В этот раз она была какая-то не такая. Не повышала голос, не ставила двоек, никого не выставляла за дверь. И, что самое удивительное, временами сама себе улыбалась. Мы переглядывались, ничего не понимая. За три минуты до звонка она посмотрела на часы, улыбнулась во весь рот так, что сверкнули металлические зубы, подняла руку. Класс замер.
- Ребята, извините. (После этих слов мы все окончательно впали в ступор, ожидая какой-то подлянки). Мы в учительской договорились ещё один урок провести. Час назад по радио сообщили, что в Советском Союзе запущен космический корабль, который пилотирует…
Дальше мы не слышали и не слушали, через мгновение класс в полном составе выпрыгнул в окна, в соседние окна прыгали другие классы, а по лестнице грохотали те, кто занимался этажом выше. Стоял невообразимый ор. По соседству, за забором, орали будущие художники. Наконец, включили громкую трансляцию, и мы узнали подробности. Вскоре Гагарин приземлился, а мы как-то стихийно, никем не управляемые, двинулись в центр города, куда стекались такие же неорганизованные колонны счастливых и очень громких в своём счастье людей.
1961-й был замечательным годом, богатым на события.

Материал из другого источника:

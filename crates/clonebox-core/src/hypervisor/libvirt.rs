//! The concrete libvirt/QEMU backend. Grounded on `other_examples`'
//! `LimiQuantix` `libvirt-backend.rs`, which binds the real `virt` crate
//! rather than shelling out to `virsh`.
//!
//! Connection-URI selection (`qemu:///system` vs. `qemu:///session` vs.
//! `qemu+ssh://...`) is configuration of this backend only; nothing above
//! it observes the distinction (spec §9 open question).

use std::time::Duration;

use async_trait::async_trait;
use clonebox_types::{DomainState, VmConfig, VmInfo};
use tokio::sync::Mutex;
use tracing::{debug, info, instrument, warn};
use virt::connect::Connect;
use virt::domain::Domain;
use virt::sys;

use super::{DomainXmlBuilder, GuestExecResult, HypervisorBackend};
use crate::error::{Error, Result};

pub struct LibvirtBackend {
    uri: String,
    connection: Mutex<Option<Connect>>,
}

// `Connect`/`Domain` wrap a raw libvirt connection pointer; libvirt's C
// API is documented thread-safe per-connection when callers serialize
// access, which the `Mutex` above guarantees.
unsafe impl Send for LibvirtBackend {}
unsafe impl Sync for LibvirtBackend {}

impl LibvirtBackend {
    pub fn new(uri: impl Into<String>) -> Self {
        Self {
            uri: uri.into(),
            connection: Mutex::new(None),
        }
    }

    async fn with_connection<T>(
        &self,
        f: impl FnOnce(&Connect) -> std::result::Result<T, virt::error::Error>,
    ) -> Result<T> {
        let mut guard = self.connection.lock().await;
        if guard.is_none() {
            *guard = Some(self.open()?);
        }
        let connect = guard.as_ref().expect("just populated");
        match f(connect) {
            Ok(value) => Ok(value),
            Err(err) => {
                // Single-flight reconnect on a dropped connection, then
                // retry once (spec: "single-shot re-connect").
                warn!(error = %err, "hypervisor: call failed, attempting single reconnect");
                *guard = Some(self.open()?);
                let connect = guard.as_ref().expect("just populated");
                f(connect).map_err(|e| Error::Internal(format!("libvirt: {e}")))
            }
        }
    }

    fn open(&self) -> Result<Connect> {
        Connect::open(Some(&self.uri))
            .map_err(|e| Error::Internal(format!("libvirt connect {}: {e}", self.uri)))
    }

    fn lookup(connect: &Connect, name: &str) -> std::result::Result<Domain, virt::error::Error> {
        Domain::lookup_by_name(connect, name)
    }

    fn state_from_libvirt(state: u32) -> DomainState {
        match state {
            sys::VIR_DOMAIN_RUNNING => DomainState::Running,
            sys::VIR_DOMAIN_PAUSED => DomainState::Running, // observable but not backend-initiated
            sys::VIR_DOMAIN_SHUTDOWN => DomainState::Shutdown,
            sys::VIR_DOMAIN_SHUTOFF => DomainState::Shutoff,
            _ => DomainState::Unknown,
        }
    }

    fn domain_to_info(domain: &Domain) -> std::result::Result<VmInfo, virt::error::Error> {
        let name = domain.get_name()?;
        let uuid = domain.get_uuid_string()?;
        let (state, _reason) = domain.get_state()?;
        let info = domain.get_info()?;
        Ok(VmInfo {
            name,
            uuid,
            state: Self::state_from_libvirt(state),
            vcpus: info.nr_virt_cpu,
            memory_bytes: info.memory * 1024,
            ip_addresses: Vec::new(),
            persistent: domain.is_persistent().unwrap_or(false),
            autostart: domain.get_autostart().unwrap_or(false),
        })
    }
}

#[async_trait]
impl HypervisorBackend for LibvirtBackend {
    #[instrument(skip(self))]
    async fn connect(&self) -> Result<()> {
        let mut guard = self.connection.lock().await;
        if guard.is_none() {
            *guard = Some(self.open()?);
            info!(uri = %self.uri, "hypervisor: connected");
        }
        Ok(())
    }

    async fn disconnect(&self) -> Result<()> {
        let mut guard = self.connection.lock().await;
        if let Some(connect) = guard.take() {
            let _ = connect.close();
        }
        Ok(())
    }

    #[instrument(skip(self, config), fields(vm_name = %config.name))]
    async fn define(
        &self,
        config: &VmConfig,
        disk_path: &str,
        seed_iso_path: &str,
        serial_log_path: &str,
    ) -> Result<String> {
        let xml = DomainXmlBuilder::new(config, disk_path.to_string(), seed_iso_path.to_string())
            .serial_log_path(serial_log_path.to_string())
            .build();
        debug!(xml = %xml, "hypervisor: generated domain xml");

        let name = config.name.clone();
        self.with_connection(move |connect| {
            Domain::define_xml(connect, &xml)?;
            Ok(())
        })
        .await?;
        info!(vm_name = %name, "hypervisor: domain defined");
        Ok(name)
    }

    async fn undefine(&self, name: &str) -> Result<()> {
        let name = name.to_string();
        let result = self
            .with_connection(move |connect| {
                let domain = Self::lookup(connect, &name)?;
                domain.undefine()
            })
            .await;
        match result {
            Ok(()) => Ok(()),
            Err(_) => Ok(()), // tolerates already-absent domain
        }
    }

    async fn start(&self, name: &str) -> Result<()> {
        let name = name.to_string();
        self.with_connection(move |connect| {
            let domain = Self::lookup(connect, &name)?;
            domain.create()?;
            Ok(())
        })
        .await
        .map_err(|_| Error::not_found("domain", name.to_string()))
    }

    async fn stop(&self, name: &str, force: bool) -> Result<()> {
        let owned = name.to_string();
        self.with_connection(move |connect| {
            let domain = Self::lookup(connect, &owned)?;
            if force {
                domain.destroy()
            } else {
                domain.shutdown()
            }
        })
        .await
        .map_err(|_| Error::not_found("domain", name.to_string()))
    }

    async fn info(&self, name: &str) -> Result<Option<VmInfo>> {
        let owned = name.to_string();
        let result = self
            .with_connection(move |connect| {
                let domain = Self::lookup(connect, &owned)?;
                Self::domain_to_info(&domain)
            })
            .await;
        match result {
            Ok(info) => Ok(Some(info)),
            Err(_) => Ok(None),
        }
    }

    async fn list(&self) -> Result<Vec<VmInfo>> {
        self.with_connection(|connect| {
            let domains = connect.list_all_domains(0)?;
            Ok(domains
                .iter()
                .filter_map(|d| Self::domain_to_info(d).ok())
                .collect())
        })
        .await
    }

    async fn exists(&self, name: &str) -> Result<bool> {
        Ok(self.info(name).await?.is_some())
    }

    async fn is_running(&self, name: &str) -> Result<bool> {
        Ok(self
            .info(name)
            .await?
            .map(|info| info.state == DomainState::Running)
            .unwrap_or(false))
    }

    /// Submits `guest-exec`, polls `guest-exec-status`, and decodes the
    /// base64 output. Returns `Ok(None)` when the agent channel is
    /// unreachable, per spec's soft-failure contract.
    async fn exec_in_guest(
        &self,
        name: &str,
        command: &[String],
        timeout: Duration,
    ) -> Result<Option<GuestExecResult>> {
        let owned = name.to_string();
        let exec_request = serde_json::json!({
            "execute": "guest-exec",
            "arguments": {
                "path": command.first().cloned().unwrap_or_default(),
                "arg": command.get(1..).unwrap_or_default(),
                "capture-output": true,
            }
        })
        .to_string();

        let submit = self
            .with_connection({
                let exec_request = exec_request.clone();
                move |connect| {
                    let domain = Self::lookup(connect, &owned)?;
                    domain.qemu_agent_command(&exec_request, 10, 0)
                }
            })
            .await;
        let Ok(Some(response)) = submit else {
            return Ok(None);
        };
        let Some(pid) = serde_json::from_str::<serde_json::Value>(&response)
            .ok()
            .and_then(|v| v["return"]["pid"].as_i64())
        else {
            return Ok(None);
        };

        let deadline = tokio::time::Instant::now() + timeout;
        let owned = name.to_string();
        loop {
            if tokio::time::Instant::now() >= deadline {
                return Err(Error::Timeout(timeout));
            }
            let status_request = serde_json::json!({
                "execute": "guest-exec-status",
                "arguments": {"pid": pid},
            })
            .to_string();
            let owned = owned.clone();
            let poll = self
                .with_connection(move |connect| {
                    let domain = Self::lookup(connect, &owned)?;
                    domain.qemu_agent_command(&status_request, 10, 0)
                })
                .await;
            let Ok(Some(response)) = poll else {
                return Ok(None);
            };
            let parsed: serde_json::Value = match serde_json::from_str(&response) {
                Ok(v) => v,
                Err(_) => return Ok(None),
            };
            if parsed["return"]["exited"].as_bool() != Some(true) {
                tokio::time::sleep(Duration::from_millis(500)).await;
                continue;
            }
            let exit_code = parsed["return"]["exitcode"].as_i64().map(|c| c as i32);
            let stdout = decode_b64_field(&parsed, "out-data");
            let stderr = decode_b64_field(&parsed, "err-data");
            return Ok(Some(GuestExecResult {
                exit_code,
                stdout,
                stderr,
            }));
        }
    }

    async fn ip_addresses(&self, name: &str) -> Result<Vec<String>> {
        let owned = name.to_string();
        let result = self
            .with_connection(move |connect| {
                let domain = Self::lookup(connect, &owned)?;
                domain.interface_addresses(sys::VIR_DOMAIN_INTERFACE_ADDRESSES_SRC_AGENT, 0)
            })
            .await;
        match result {
            Ok(interfaces) => Ok(interfaces
                .into_iter()
                .flat_map(|iface| iface.addrs.into_iter().map(|a| a.addr))
                .collect()),
            // falls back to DHCP lease inspection on the managed network,
            // owned by the Network Manager; an empty list here is the
            // signal for the caller to consult it.
            Err(_) => Ok(Vec::new()),
        }
    }

    async fn snapshot_create(
        &self,
        vm_name: &str,
        snapshot_name: &str,
        include_memory: bool,
    ) -> Result<()> {
        let owned = vm_name.to_string();
        let snapshot_name = snapshot_name.to_string();
        let flags = if include_memory {
            0
        } else {
            sys::VIR_DOMAIN_SNAPSHOT_CREATE_DISK_ONLY
        };
        self.with_connection(move |connect| {
            let domain = Self::lookup(connect, &owned)?;
            let xml = format!("<domainsnapshot><name>{snapshot_name}</name></domainsnapshot>");
            domain.snapshot_create_xml(&xml, flags as u32)?;
            Ok(())
        })
        .await
    }

    async fn snapshot_revert(&self, vm_name: &str, snapshot_name: &str) -> Result<()> {
        let owned = vm_name.to_string();
        let snapshot_name = snapshot_name.to_string();
        self.with_connection(move |connect| {
            let domain = Self::lookup(connect, &owned)?;
            let snapshot = domain.snapshot_lookup_by_name(&snapshot_name, 0)?;
            domain.revert_to_snapshot(&snapshot, 0)
        })
        .await
    }

    async fn snapshot_delete(&self, vm_name: &str, snapshot_name: &str) -> Result<()> {
        let owned = vm_name.to_string();
        let snapshot_name = snapshot_name.to_string();
        self.with_connection(move |connect| {
            let domain = Self::lookup(connect, &owned)?;
            let snapshot = domain.snapshot_lookup_by_name(&snapshot_name, 0)?;
            snapshot.delete(0)
        })
        .await
    }
}

fn decode_b64_field(value: &serde_json::Value, field: &str) -> Vec<u8> {
    use base64::engine::general_purpose::STANDARD;
    use base64::Engine;
    value["return"][field]
        .as_str()
        .and_then(|s| STANDARD.decode(s).ok())
        .unwrap_or_default()
}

Денежная реформа, солнечное затмение, полёт Гагарина, 22-й съезд КПСС, на котором было объявлено, что нынешнее поколение советских людей (то есть мы) будет жить при коммунизме, моя самостоятельная (в 14 лет!) поездка в Рязань через Москву, полёт Титова - о нём я услышал в поезде, когда возвращался в Симферополь, ещё весной мне купили большой новый велосипед. В общем, много было всякого радостного и в тот год, и в последующие. Но такой коллективной эйфории, всеобщего восторга в самом ярком, массовом, необузданном проявлении, как это было 12 апреля 1961 года, не было больше никогда. Огромная страна воспряла в едином порыве. Нечто похожее я и другие крымчане, приехавшие в тот день в Москву, испытали 18 марта 2014 года после подписания в Георгиевском зале Кремля договора о вхождении Крыма и Севастополя в состав Российской Федерации. Вый­дя из Кремля, обалдевшие от счастья, мы бродили с российскими триколорами по Москве и что-то кричали. Москвичи и гости столицы смотрели на нас по-доброму, приветливо махали руками. Но кричали только мы.